I checked the ABPN site, and they have a page with a list of all their approved SA products, most of which are day or weekend seminars that cost more than I care to spend.

The one I decided to do was a Mass General Academy online module in general psychiatry. 50 questions, 4 SA credits, 35 bucks.

I was, of course, expecting the same deal: pretest, read, post-test. But there's nothing to read. Just 50 questions to answer. They don't report your score to the ABPN, but they give you feedback on how you did.

This was convenient for me, but the questions were not great. Here's an example:


48. Which one of the following hypnotics is free of daytime sedation and significant memory impairment:

a) diazepam.
b) flurazepam.
c) triazolam.
d) zolpidem.

Now, clearly, they want you to answer "d) zolpidem", which I did. But honestly, if you were prescribing Ambien for someone who'd never taken it before, would you feel okay telling them they'd be free of daytime sedation and significant memory impairment?  Does a period of time when you don't know where you were or what you were doing and later found out you rammed your car into a truck not qualify as "significant memory impairment"? Tell that to Kerry Kennedy.

Point being, MOC is a racket that costs time and money, and takes time away from patient care and from actual learning. Maybe a board recertification exam MIGHT be worthwhile if it asked questions that were accurate, up to date, and relevant to real world practice.

What questions, you ask?

Let's make some up.

With which of the following would you choose Brintellix as first line treatment for depression?

a) United Healthcare
b) Blue Cross/Blue Shield
c) Aetna
d) Medicare


Okay, enough with the sarcasm. What I'm really thinking is that it would be great if every practicing clinician would submit one or two questions to a giant question bank, and then self-assessment CME, or even board exams, could be generated from that bank.

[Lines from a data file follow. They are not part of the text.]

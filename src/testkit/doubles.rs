//! Scripted stand-ins for the image builder, source control and sleeper.

use std::sync::atomic::{AtomicUsize, Ordering};
use std::time::Duration;

use async_trait::async_trait;
use parking_lot::Mutex;

use crate::error::{BuildError, Result};
use crate::port::{BuildRequest, ImageBuilder, Sleeper, SourceControl};

// ---------------------------------------------------------------------------
// ScriptedBuilder
// ---------------------------------------------------------------------------

/// Records build requests instead of running a build tool.
pub struct ScriptedBuilder {
    available: bool,
    fail_with: Option<String>,
    builds: Mutex<Vec<BuildRequest>>,
}

impl ScriptedBuilder {
    pub fn new() -> Self {
        Self {
            available: true,
            fail_with: None,
            builds: Mutex::new(Vec::new()),
        }
    }

    /// Report the build tool as missing.
    pub fn unavailable() -> Self {
        Self {
            available: false,
            ..Self::new()
        }
    }

    /// Fail every build with the given stderr.
    pub fn failing(stderr: &str) -> Self {
        Self {
            fail_with: Some(stderr.to_string()),
            ..Self::new()
        }
    }

    pub fn builds(&self) -> Vec<BuildRequest> {
        self.builds.lock().clone()
    }
}

impl Default for ScriptedBuilder {
    fn default() -> Self {
        Self::new()
    }
}

#[async_trait]
impl ImageBuilder for ScriptedBuilder {
    fn tool(&self) -> &str {
        "podman"
    }

    async fn is_available(&self) -> bool {
        self.available
    }

    async fn build_and_push(&self, request: &BuildRequest) -> Result<()> {
        self.builds.lock().push(request.clone());
        match &self.fail_with {
            Some(stderr) => Err(BuildError::CommandFailed {
                command: format!("podman build -t {}", request.reference()),
                status: "exit status: 1".to_string(),
                stderr: stderr.clone(),
            }
            .into()),
            None => Ok(()),
        }
    }
}

// ---------------------------------------------------------------------------
// FixedSource
// ---------------------------------------------------------------------------

/// Always reports the same branch.
pub struct FixedSource {
    branch: String,
}

impl FixedSource {
    pub fn new(branch: &str) -> Self {
        Self {
            branch: branch.to_string(),
        }
    }
}

#[async_trait]
impl SourceControl for FixedSource {
    async fn current_branch(&self) -> Result<String> {
        Ok(self.branch.clone())
    }
}

// ---------------------------------------------------------------------------
// RecordingSleeper
// ---------------------------------------------------------------------------

type SleepHook = Box<dyn Fn(usize) + Send + Sync>;

/// Records requested delays and yields instead of sleeping.
///
/// An optional hook runs on every sleep with the 1-based call number, which
/// lets a test change cluster state while a retry loop is waiting.
#[derive(Default)]
pub struct RecordingSleeper {
    sleeps: Mutex<Vec<Duration>>,
    calls: AtomicUsize,
    hook: Option<SleepHook>,
}

impl RecordingSleeper {
    pub fn new() -> Self {
        Self::default()
    }

    pub fn with_hook(hook: impl Fn(usize) + Send + Sync + 'static) -> Self {
        Self {
            hook: Some(Box::new(hook)),
            ..Self::default()
        }
    }

    pub fn sleeps(&self) -> Vec<Duration> {
        self.sleeps.lock().clone()
    }

    pub fn count(&self) -> usize {
        self.calls.load(Ordering::SeqCst)
    }
}

#[async_trait]
impl Sleeper for RecordingSleeper {
    async fn sleep(&self, duration: Duration) {
        self.sleeps.lock().push(duration);
        let call = self.calls.fetch_add(1, Ordering::SeqCst) + 1;
        if let Some(hook) = &self.hook {
            hook(call);
        }
        tokio::task::yield_now().await;
    }
}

The questions could reflect, for example, practices that are bread and butter for someone working in one specialty, and more obscure and likely forgotten, or never learned, for someone else. Like, I could come up with a Psychoanalysis question, and Jim Amos from The Practical Psychosomaticist could come up with a C/L question, and George Dawson over at Real Psychiatry could come up with an Addiction question.

Alternatively, the questions could be ones that don't have clear answers, and would require a little looking into, and maybe some discussion with colleagues. For instance, I have this theory that when it comes to antidepressants, there are SSRI people, and there are non-SSRI people. Is there a way to tell, a priori, who's who? I think this is a question that David Healy is interested in researching. But without clear research, it would be nice to have that discussion with other psychiatrists who are dealing with the same dilemma. When faced with a new patient, I kind of know how I go about deciding, but it's more of a hunch than anything else, and of course, there's always the business of trial and error.

All I'm saying is that there are so many better and cheaper ways to generate lifelong learning than stupid APA endorsed SA CME. Like POLL (Psychiatry Online Lifelong Learning), our free online journal club. Please check it out.

Tomorrow, I'll be joining a free MOC Update Webinar sponsored by AAPS, We'll see if they have anything to say about the SA business.